--- Extracted material Enclosed Below ---

//! CLI command definitions and argument parsing.

use clap::{Parser, Subcommand};

/// Verity CLI - Check claims against the fact-checking backend.
#[derive(Debug, Parser)]
#[command(name = "verity")]
#[command(version, about, long_about = None)]
pub struct Cli {
    /// Output format
    #[arg(short, long, value_enum, global = true)]
    pub format: Option<CliFormat>,

    /// Disable colored output
    #[arg(long, global = true)]
    pub no_color: bool,

    /// Configuration file path
    #[arg(short, long, global = true)]
    pub config: Option<String>,

    #[command(subcommand)]
    pub command: Command,
}

/// Output format options.
#[derive(Debug, Clone, Copy, clap::ValueEnum)]
pub enum CliFormat {
    /// Table format (default)
    Table,
    /// JSON format
    Json,
    /// Quiet format (ratings only)
    Quiet,
}

/// CLI commands.
#[derive(Debug, Subcommand)]
pub enum Command {
    /// Extract claims from text and fact-check them
    Check(CheckArgs),

    /// Show the credit balances for the configured wallet
    Credits(CreditsArgs),

    /// Submit a feedback reward for a completed check
    Reward(RewardArgs),
}

/// Arguments for the check command.
#[derive(Debug, Parser)]
pub struct CheckArgs {
    /// The claim or text to check (3-1000 characters)
    pub query: String,
}

/// Arguments for the credits command.
#[derive(Debug, Parser)]
pub struct CreditsArgs {
    /// Wallet to query, overriding the configured one
    #[arg(short, long)]
    pub wallet: Option<String>,
}

/// Arguments for the reward command.
#[derive(Debug, Parser)]
pub struct RewardArgs {
    /// Task id of the check the feedback refers to
    pub task_id: String,

    /// Reward kind
    #[arg(short, long, default_value = "feedback")]
    pub kind: String,

    /// Whether the feedback included written comments (earns the bonus)
    #[arg(long)]
    pub with_comment: bool,
}

impl From<CliFormat> for crate::config::OutputFormat {
    fn from(format: CliFormat) -> Self {
        match format {
            CliFormat::Table => crate::config::OutputFormat::Table,
            CliFormat::Json => crate::config::OutputFormat::Json,
            CliFormat::Quiet => crate::config::OutputFormat::Quiet,
        }
    }
}
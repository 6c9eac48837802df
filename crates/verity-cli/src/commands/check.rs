//! Check command implementation.

use crate::cli::CheckArgs;
use crate::config::Config;
use crate::error::Result;
use crate::output::Formatter;
use std::sync::Arc;
use verity_credits::CreditMirror;
use verity_domain::UserIdentity;
use verity_pipeline::{CancelFlag, Dispatcher, PipelineConfig};
use verity_provider::{Credential, HttpBackend};

/// Execute the check command.
pub async fn execute_check(
    args: CheckArgs,
    config: &Config,
    formatter: &Formatter,
) -> Result<()> {
    let credential = config.credential();
    let authenticated = !matches!(credential, Credential::Anonymous);

    let backend = Arc::new(HttpBackend::new(&config.backend_url, credential));
    let mut dispatcher = Dispatcher::new(Arc::clone(&backend), PipelineConfig::default());

    // Identity enables task-id attachment and the credit mirror
    let mirror = match (&config.wallet_id, authenticated) {
        (Some(wallet), true) => {
            dispatcher = dispatcher.with_identity(UserIdentity::new(wallet.clone()));

            let mirror = Arc::new(CreditMirror::new(Arc::clone(&backend), wallet.clone()));
            // The balance is display state; a failed fetch must not block
            // the check itself
            if let Err(e) = mirror.fetch().await {
                eprintln!("{}", formatter.info(&format!("Credits unavailable: {}", e)));
            }
            dispatcher = dispatcher.with_credit_mirror(Arc::clone(&mirror));
            Some(mirror)
        }
        _ => None,
    };

    // Stream batch progress to stderr while the run is in flight
    let mut progress_rx = dispatcher.sink().subscribe();
    let progress_task = tokio::spawn(async move {
        while progress_rx.changed().await.is_ok() {
            let progress = *progress_rx.borrow();
            if progress.total > 0 {
                eprintln!("{}/{} claims checked", progress.completed, progress.total);
            }
        }
    });

    let outcome = dispatcher.run(&args.query, &CancelFlag::new()).await;
    progress_task.abort();

    let summary = match outcome {
        Ok(summary) => summary,
        Err(e) => {
            // Drain side tasks before reporting, then surface the error
            dispatcher.shutdown().await;
            return Err(e.into());
        }
    };

    println!("{}", formatter.format_records(&summary.records)?);

    if let Some(mirror) = &mirror {
        if let Some(snapshot) = mirror.predicted() {
            eprintln!(
                "{}",
                formatter.info(&format!(
                    "{} fact-checking credits remaining (local estimate)",
                    snapshot.daily_credits
                ))
            );
        }
    }

    dispatcher.shutdown().await;
    Ok(())
}
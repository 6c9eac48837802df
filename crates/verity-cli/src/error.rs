//! Error types for the CLI application.

use thiserror::Error;

/// Result type alias for CLI operations.
pub type Result<T> = std::result::Result<T, CliError>;

/// CLI-specific errors.
#[derive(Debug, Error)]
pub enum CliError {
    /// Configuration error
    #[error("Configuration error: {0}")]
    Config(String),

    /// Backend error
    #[error("Backend error: {0}")]
    Provider(#[from] verity_provider::ProviderError),

    /// Pipeline error
    #[error("{0}")]
    Pipeline(#[from] verity_pipeline::PipelineError),

    /// I/O error
    #[error("I/O error: {0}")]
    Io(#[from] std::io::Error),

    /// Serialization error
    #[error("Serialization error: {0}")]
    Serialization(#[from] serde_json::Error),

    /// TOML parsing error
    #[error("TOML parsing error: {0}")]
    Toml(#[from] toml::de::Error),

    /// Invalid input
    #[error("Invalid input: {0}")]
    InvalidInput(String),

    /// No credential configured for an authenticated command
    #[error("Not signed in. Set a token with 'access_token' in the config file.")]
    NotSignedIn,
}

--- End of Enclosed Extracted material ---

## Required action
Note down each line above where the word "Configuration" occurs.

## Exercise response
    /// Configuration file path
    /// Configuration error
    #[error("Configuration error: {0}")]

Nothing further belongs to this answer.